The guidance clarifies many of the protections already provided by federal law but also goes into greater depth into such issues as how pregnancy-related impairments may be covered under the Americans with Disabilities Act.
It also provides some best practices to employers on avoiding unlawful discrimination against pregnant workers. Small businesses should take heed and review the guidelines.
"We see too many charges involving the most blatant discrimination against pregnant workers," says Peggy Mastroianni, legal counsel at the Washington-based EEOC, which enforces federal laws prohibiting employment discrimination.
The EEOC makes it clear in its guidance that an employer cannot discriminate against an employee based on her current pregnancy, but also past pregnancies and a woman's potential to become pregnant.
It also provides much more insight into how the ADA applies to pregnant workers, citing specific examples of pregnancy-related impairments, such as pregnancy-related sciatica and gestational diabetes. See www.eeoc.gov/laws/guidance/pregnancy_guidance.cfm for guidance.
Pregnancy itself isn't considered a disability, explains Mastroianni. Pregnancy-related impairments can be considered disabilities "if they substantially limit one or more major life activities or substantially limited major life activities in the past," according to the EEOC.
Subsequently, the guidance talks about making reasonable accommodations such as light duty positions for pregnant employees who may have work restrictions even if they don't qualify as disabled under federal law, explains Tara Daub, a partner at law firm Nixon Peabody in Jericho.
The EEOC suggests in its guidance employers develop, disseminate and enforce a strong policy based on the requirements of the Pregnancy Discrimination Act and ADA.
Among recommendations from experts:
"Don't provide pregnant employees with any less benefits or accommodations than you would other short-term disabled employees," notes Keith Gutstein, a partner at the law firm of Kaufman Dolowich Voluck LLP in Woodbury.
Make sure you apply your policies consistently and that any performance problems or disciplinary issues are well documented from the onset of employment, he adds.
This does add an extra burden on employers, says Gutstein, noting "it's one more body of guidance to have to review."
Still, Vicki Shabo, vice president at the National Partnership for Women & Families in Washington, touted the guidance, saying, "I think the clarity and specificity of the guidance will make it easier for employers to comply with the law and know what their obligations are."

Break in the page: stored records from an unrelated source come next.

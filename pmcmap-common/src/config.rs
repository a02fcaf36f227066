//! Configuration loading and resolution
//!
//! Configuration file location follows this priority order:
//! 1. Explicit path (command-line argument)
//! 2. `PMCMAP_CONFIG` environment variable
//! 3. `~/.config/pmcmap/config.toml`
//! 4. Compiled defaults
//!
//! `PMCMAP_REGISTRY_URL` and `PMCMAP_OUTPUT_DIR` override individual fields
//! from the environment after the file is loaded.

use crate::{Error, Result};
use serde::Deserialize;
use std::path::{Path, PathBuf};

/// OAI-PMH endpoint of the PMC registry.
pub const DEFAULT_REGISTRY_URL: &str = "https://pmc.ncbi.nlm.nih.gov/api/oai/v1/mh/";

/// Runtime configuration for the subject-ingest service.
///
/// Every field is optional in the TOML file; missing fields keep their
/// compiled defaults.
#[derive(Debug, Clone, Deserialize)]
#[serde(default)]
pub struct Config {
    /// Registry endpoint queried once per fetch attempt.
    pub registry_url: String,
    /// Metadata format requested from the registry.
    pub metadata_prefix: String,
    /// Namespace prepended to the numeric article id in the `identifier`
    /// query parameter.
    pub oai_namespace: String,
    /// Total attempt budget per article, first try included.
    pub max_attempts: u32,
    /// Backoff before the second attempt; later waits grow by
    /// `backoff_factor`.
    pub base_delay_ms: u64,
    pub backoff_factor: f64,
    /// Minimum interval between registry requests, shared across workers.
    pub politeness_ms: u64,
    /// Per-request timeout.
    pub timeout_secs: u64,
    /// Worker pool size; 1 keeps processing strictly sequential.
    pub workers: usize,
    /// Directory receiving serialized subject trees.
    pub output_dir: PathBuf,
}

impl Default for Config {
    fn default() -> Self {
        Self {
            registry_url: DEFAULT_REGISTRY_URL.to_string(),
            metadata_prefix: "pmc_fm".to_string(),
            oai_namespace: "oai:pubmedcentral.nih.gov:".to_string(),
            max_attempts: 4,
            base_delay_ms: 1000,
            backoff_factor: 1.5,
            politeness_ms: 340,
            timeout_secs: 20,
            workers: 1,
            output_dir: PathBuf::from("output"),
        }
    }
}

impl Config {
    /// Resolve configuration following the priority order above, then apply
    /// environment overrides and validate.
    pub fn resolve(cli_path: Option<&Path>) -> Result<Config> {
        let mut config = if let Some(path) = cli_path {
            Self::load_file(path)?
        } else if let Ok(path) = std::env::var("PMCMAP_CONFIG") {
            Self::load_file(Path::new(&path))?
        } else if let Some(path) = Self::default_config_path().filter(|p| p.exists()) {
            Self::load_file(&path)?
        } else {
            Config::default()
        };

        config.apply_env_overrides();
        config.validate()?;
        Ok(config)
    }

    /// Load configuration from a TOML file.
    pub fn load_file(path: &Path) -> Result<Config> {
        let content = std::fs::read_to_string(path)
            .map_err(|e| Error::Config(format!("Read {} failed: {}", path.display(), e)))?;
        toml::from_str(&content)
            .map_err(|e| Error::Config(format!("Parse {} failed: {}", path.display(), e)))
    }

    fn default_config_path() -> Option<PathBuf> {
        dirs::config_dir().map(|d| d.join("pmcmap").join("config.toml"))
    }

    fn apply_env_overrides(&mut self) {
        if let Ok(url) = std::env::var("PMCMAP_REGISTRY_URL") {
            self.registry_url = url;
        }
        if let Ok(dir) = std::env::var("PMCMAP_OUTPUT_DIR") {
            self.output_dir = PathBuf::from(dir);
        }
    }

    /// Validate field ranges.
    pub fn validate(&self) -> Result<()> {
        if self.max_attempts == 0 {
            return Err(Error::Config("max_attempts must be at least 1".to_string()));
        }
        if self.backoff_factor < 1.0 {
            return Err(Error::Config("backoff_factor must be at least 1.0".to_string()));
        }
        if self.workers == 0 {
            return Err(Error::Config("workers must be at least 1".to_string()));
        }
        Ok(())
    }
}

The guidance doesn't just address a woman's protections but also specifies the requirement that parental leave (leave to bond with a child) be provided to men and women equally. It also distinguishes between pregnancy-related medical leave and parental leave.
Some experts like Daub, though, say the guidelines could be moot based on a case that will go before the Supreme Court in the fall involving a pregnant package delivery driver who was denied light duty work.
Chris Kuczynski, EEOC's acting associate legal counsel, says they've revised guidance in the past in response to Supreme Court decisions and will have to "wait and see."